More troublingly, the story I was telling bore an uncomfortable resemblance to those of the anti-vaxxers. I argue that the experiments were a project of the Hanoverian state and its partners in the medical sphere, a contracting-out of governance much as the transporting of other felons was contracted to merchants and their labor and supervision to landowners. Debates over the safety and efficacy of the procedure proxied for debates over the limits of royal power and individual agency, law and order, and the balance between rigor and mercy. More than anything, I was deconstructing the heroic narrative of the history of medicine, revealing the calculations of interest and power that lay behind claims to serve, as the experiment’s backers put it, “the Generall benefit of Mankind.” Is my narrative—of a small cadre of political and medical elites shaping health and penal policy for their own ends—anything but a conspiracy theory in scholarly garb?

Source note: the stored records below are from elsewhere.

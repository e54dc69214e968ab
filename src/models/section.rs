//! Page sections and navigation highlight decisions.

/// A page section as laid out right now.
///
/// Built from live layout on every recompute and never cached.
#[derive(Debug, Clone, PartialEq)]
pub struct NavSection {
    pub id: String,
    /// Offset of the section's top edge from the document top.
    pub top: f64,
    pub height: f64,
}

impl NavSection {
    pub fn new(id: impl Into<String>, top: f64, height: f64) -> Self {
        Self {
            id: id.into(),
            top,
            height,
        }
    }

    /// Whether `position` lies within `[top, top + height)`.
    pub fn contains(&self, position: f64) -> bool {
        position >= self.top && position < self.top + self.height
    }
}

/// Outcome of an active-link recompute.
#[derive(Debug, Clone, PartialEq, Eq)]
pub enum LinkHighlight {
    /// No section matched; link flags keep their previous values.
    Unchanged,
    /// Clear every link, then mark the one pointing at this section id.
    Activate(String),
}

impl LinkHighlight {
    /// The fragment href (`#id`) a link must carry to become active.
    pub fn href(&self) -> Option<String> {
        match self {
            Self::Unchanged => None,
            Self::Activate(id) => Some(format!("#{}", id)),
        }
    }
}
//! Client-side behavior for a personal portfolio page.
//!
//! Attaches to a static page: mobile menu, smooth in-page scrolling, navbar
//! scroll styling, active-link highlighting, a typewriter hero line, scroll
//! reveal animations, image error flagging and preloader removal.

pub mod app;
pub mod components;
pub mod config;
pub mod core;
pub mod models;
pub mod utils;
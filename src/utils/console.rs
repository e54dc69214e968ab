//! Browser console logging.
//!
//! Thin wrappers over `web_sys::console`. Native builds (unit tests) compile
//! the calls out since there is no console to write to.

#[cfg(target_arch = "wasm32")]
use wasm_bindgen::JsValue;

/// Log a debug message (disabled features, setup details).
pub fn debug(message: &str) {
    #[cfg(target_arch = "wasm32")]
    web_sys::console::debug_1(&JsValue::from_str(message));
    #[cfg(not(target_arch = "wasm32"))]
    let _ = message;
}

/// Log a warning (resource failures, config fallbacks).
pub fn warn(message: &str) {
    #[cfg(target_arch = "wasm32")]
    web_sys::console::warn_1(&JsValue::from_str(message));
    #[cfg(not(target_arch = "wasm32"))]
    let _ = message;
}

/// Log a message with a `%c` CSS style.
pub fn styled(message: &str, style: &str) {
    #[cfg(target_arch = "wasm32")]
    web_sys::console::log_2(
        &JsValue::from_str(&format!("%c{}", message)),
        &JsValue::from_str(style),
    );
    #[cfg(not(target_arch = "wasm32"))]
    let _ = (message, style);
}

The conspiracy is, I must acknowledge, a perfectly valid form of historical explanation. Some years ago, browsing in a now-defunct Toronto bookshop, I heard the clerk defending his idée fixe—I don’t remember the details, but I believe vaccines were involved—against the charge of “conspiracy theory,” or at least the term’s connotations of the fantastic and the far-fetched. After all, he pointed out, “conspiracy” derives from the Latin conspiro, which simply means to breathe—to speak—together. And could one deny that corporations, governments, and other powerbrokers met in secret to collude for their own benefit?

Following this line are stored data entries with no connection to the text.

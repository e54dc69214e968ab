//! Image load failure handling.

use wasm_bindgen::JsCast;
use web_sys::{Element, HtmlImageElement};

use crate::app::Page;
use crate::config::{classes, selectors};
use crate::core::error::{ResourceError, SetupError};
use crate::utils::{console, dom};

/// Flags a broken image and logs it. No retry, no placeholder.
fn mark_failed(img: &Element) {
    dom::set_class(img, classes::IMAGE_ERROR, true);

    let src = img
        .dyn_ref::<HtmlImageElement>()
        .map(HtmlImageElement::src)
        .or_else(|| img.get_attribute("src"))
        .unwrap_or_default();
    console::warn(&ResourceError::ImageLoad { src }.to_string());
}

/// An image whose fetch already settled without producing any pixels.
/// Images without a source never fire `error` and are left alone.
fn failed_before_install(src: &str, complete: bool, natural_width: u32) -> bool {
    !src.is_empty() && complete && natural_width == 0
}

/// Watches every image on the page for load errors. Images that already
/// failed before this runs are flagged at once. Returns how many are watched.
pub fn install(page: &Page) -> Result<usize, SetupError> {
    let images = page.query_all(selectors::IMAGE);
    if images.is_empty() {
        return Err(SetupError::MissingElement(selectors::IMAGE));
    }

    for img in &images {
        let already_failed = img.dyn_ref::<HtmlImageElement>().is_some_and(|image| {
            failed_before_install(&image.src(), image.complete(), image.natural_width())
        });
        if already_failed {
            mark_failed(img);
            continue;
        }
        let target = img.clone();
        dom::listen(img, "error", move |_| mark_failed(&target))?;
    }
    Ok(images.len())
}

#[cfg(test)]
mod tests {
    use super::*;

    #[test]
    fn test_failed_before_install() {
        assert!(failed_before_install("photo.png", true, 0));
        assert!(!failed_before_install("photo.png", true, 640));
        assert!(!failed_before_install("photo.png", false, 0));
        assert!(!failed_before_install("", true, 0));
    }
}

Such meetings have indeed happened in human history, and presumably will again. Even that patron saint of the market, Adam Smith, acknowledges, “People of the same trade seldom meet together, even for merriment and diversion, but the conversation ends in a conspiracy against the public, or in some contrivance to raise prices.” Most definitions of “conspiracy theory” invoke Occam’s Razor, the principle that the simplest sufficient explanation is to be preferred. The explanation that Apollo 11 did in fact reach the Moon in 1969 requires far fewer moving parts than the explanation that it didn’t (the BBC sketch show That Mitchell and Webb Look brilliantly elucidates this point). But Occam’s Razor allows for conspiracies—when they are the simplest explanation of the facts available.

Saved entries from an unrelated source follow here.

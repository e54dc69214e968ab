//! Typewriter engine.
//!
//! Owns a [`TypingState`] and a text sink, and keeps a chain of timeouts
//! alive: each tick renders one frame and schedules the next tick after the
//! frame's delay. The chain runs until [`Typewriter::stop`] is called.

use std::cell::{Cell, RefCell};
use std::rc::Rc;
use std::time::Duration;

use crate::core::error::TypingError;
use crate::core::schedule::{Scheduler, TaskHandle};
use crate::models::{Frame, TypingState};

/// Destination for rendered typewriter text.
pub trait TextSink {
    fn render(&self, text: &str);
}

impl<T: TextSink + ?Sized> TextSink for Rc<T> {
    fn render(&self, text: &str) {
        (**self).render(text);
    }
}

struct Inner<S: Scheduler> {
    state: RefCell<TypingState>,
    sink: Box<dyn TextSink>,
    scheduler: S,
    pending: Cell<Option<TaskHandle>>,
}

/// Timer-driven typing and deleting loop over a fixed list of phrases.
pub struct Typewriter<S: Scheduler + 'static> {
    inner: Rc<Inner<S>>,
}

impl<S: Scheduler + 'static> Typewriter<S> {
    pub fn new(
        texts: Vec<String>,
        sink: impl TextSink + 'static,
        scheduler: S,
    ) -> Result<Self, TypingError> {
        Ok(Self::from_state(TypingState::new(texts)?, sink, scheduler))
    }

    pub fn from_state(state: TypingState, sink: impl TextSink + 'static, scheduler: S) -> Self {
        Self {
            inner: Rc::new(Inner {
                state: RefCell::new(state),
                sink: Box::new(sink),
                scheduler,
                pending: Cell::new(None),
            }),
        }
    }

    /// Schedules the first tick after `initial_delay`.
    ///
    /// Restarting a running typewriter replaces its pending tick.
    pub fn start(&self, initial_delay: Duration) {
        self.stop();
        schedule_tick(&self.inner, initial_delay);
    }

    /// Cancels the pending tick. The visible text stays as last rendered.
    pub fn stop(&self) {
        if let Some(handle) = self.inner.pending.take() {
            self.inner.scheduler.cancel(handle);
        }
    }

    pub fn is_running(&self) -> bool {
        self.inner.pending.get().is_some()
    }

    /// Copy of the current state.
    pub fn snapshot(&self) -> TypingState {
        self.inner.state.borrow().clone()
    }
}

fn schedule_tick<S: Scheduler + 'static>(inner: &Rc<Inner<S>>, delay: Duration) {
    let next = Rc::clone(inner);
    let handle = inner
        .scheduler
        .set_timeout(delay, Box::new(move || tick(&next)));
    inner.pending.set(Some(handle));
}

fn tick<S: Scheduler + 'static>(inner: &Rc<Inner<S>>) {
    inner.pending.set(None);
    let Frame { text, delay } = inner.state.borrow_mut().tick();
    inner.sink.render(&text);
    schedule_tick(inner, delay);
}

#[cfg(test)]
mod tests {
    use super::*;
    use crate::core::schedule::ManualScheduler;

    #[derive(Default)]
    struct Recorder(RefCell<Vec<String>>);

    impl TextSink for Recorder {
        fn render(&self, text: &str) {
            self.0.borrow_mut().push(text.to_string());
        }
    }

    fn writer(texts: &[&str]) -> (Typewriter<ManualScheduler>, Rc<Recorder>, ManualScheduler) {
        let scheduler = ManualScheduler::new();
        let sink = Rc::new(Recorder::default());
        let writer = Typewriter::new(
            texts.iter().map(|s| s.to_string()).collect(),
            Rc::clone(&sink),
            scheduler.clone(),
        )
        .unwrap();
        (writer, sink, scheduler)
    }

    #[test]
    fn test_waits_for_initial_delay() {
        let (writer, sink, scheduler) = writer(&["ab"]);
        writer.start(Duration::from_millis(1000));
        assert!(writer.is_running());

        scheduler.advance(999);
        assert!(sink.0.borrow().is_empty());
        scheduler.advance(1);
        assert_eq!(*sink.0.borrow(), vec!["a"]);
    }

    #[test]
    fn test_frames_follow_delays() {
        let (writer, sink, scheduler) = writer(&["ab"]);
        writer.start(Duration::ZERO);

        scheduler.advance(0);
        assert_eq!(*sink.0.borrow(), vec!["a"]);
        scheduler.advance(50);
        assert_eq!(*sink.0.borrow(), vec!["a", "ab"]);
        scheduler.advance(1499);
        assert_eq!(sink.0.borrow().len(), 2);
        scheduler.advance(1);
        scheduler.advance(30);
        assert_eq!(*sink.0.borrow(), vec!["a", "ab", "a", ""]);

        let state = writer.snapshot();
        assert_eq!(state.text_index(), 0);
        assert!(!state.is_deleting());
        assert_eq!(state.delay(), Duration::from_millis(500));
    }

    #[test]
    fn test_stop_cancels_pending_tick() {
        let (writer, sink, scheduler) = writer(&["abc"]);
        writer.start(Duration::ZERO);
        scheduler.advance(0);
        writer.stop();
        assert!(!writer.is_running());

        scheduler.advance(10_000);
        assert_eq!(*sink.0.borrow(), vec!["a"]);
        assert_eq!(scheduler.pending_timeouts(), 0);
    }

    #[test]
    fn test_restart_keeps_single_chain() {
        let (writer, sink, scheduler) = writer(&["abc"]);
        writer.start(Duration::from_millis(10));
        writer.start(Duration::from_millis(10));
        assert_eq!(scheduler.pending_timeouts(), 1);
        scheduler.advance(10);
        assert_eq!(*sink.0.borrow(), vec!["a"]);
    }

    #[test]
    fn test_empty_texts_rejected() {
        let result = Typewriter::new(vec![], Recorder::default(), ManualScheduler::new());
        assert!(matches!(result, Err(TypingError::EmptyTexts)));
    }
}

So perhaps I am a conspiracy theorist, but I am in good company, with Angela Davis and E. P. Thompson, Karl Marx and Audre Lorde, to name only a few. To blame radical history for the world’s less savory conspiracy theories would be absurd, and an overstatement, alas, of our influence. The possibility that someone, somewhere, might read a project in bad faith is no reason to abandon it—but it does militate for circumspection in the narrative strategies we (over)use. The tale is all in the telling, after all, and there are other modes than revelation. What if I told you we didn’t need to rewrite history with every book and article?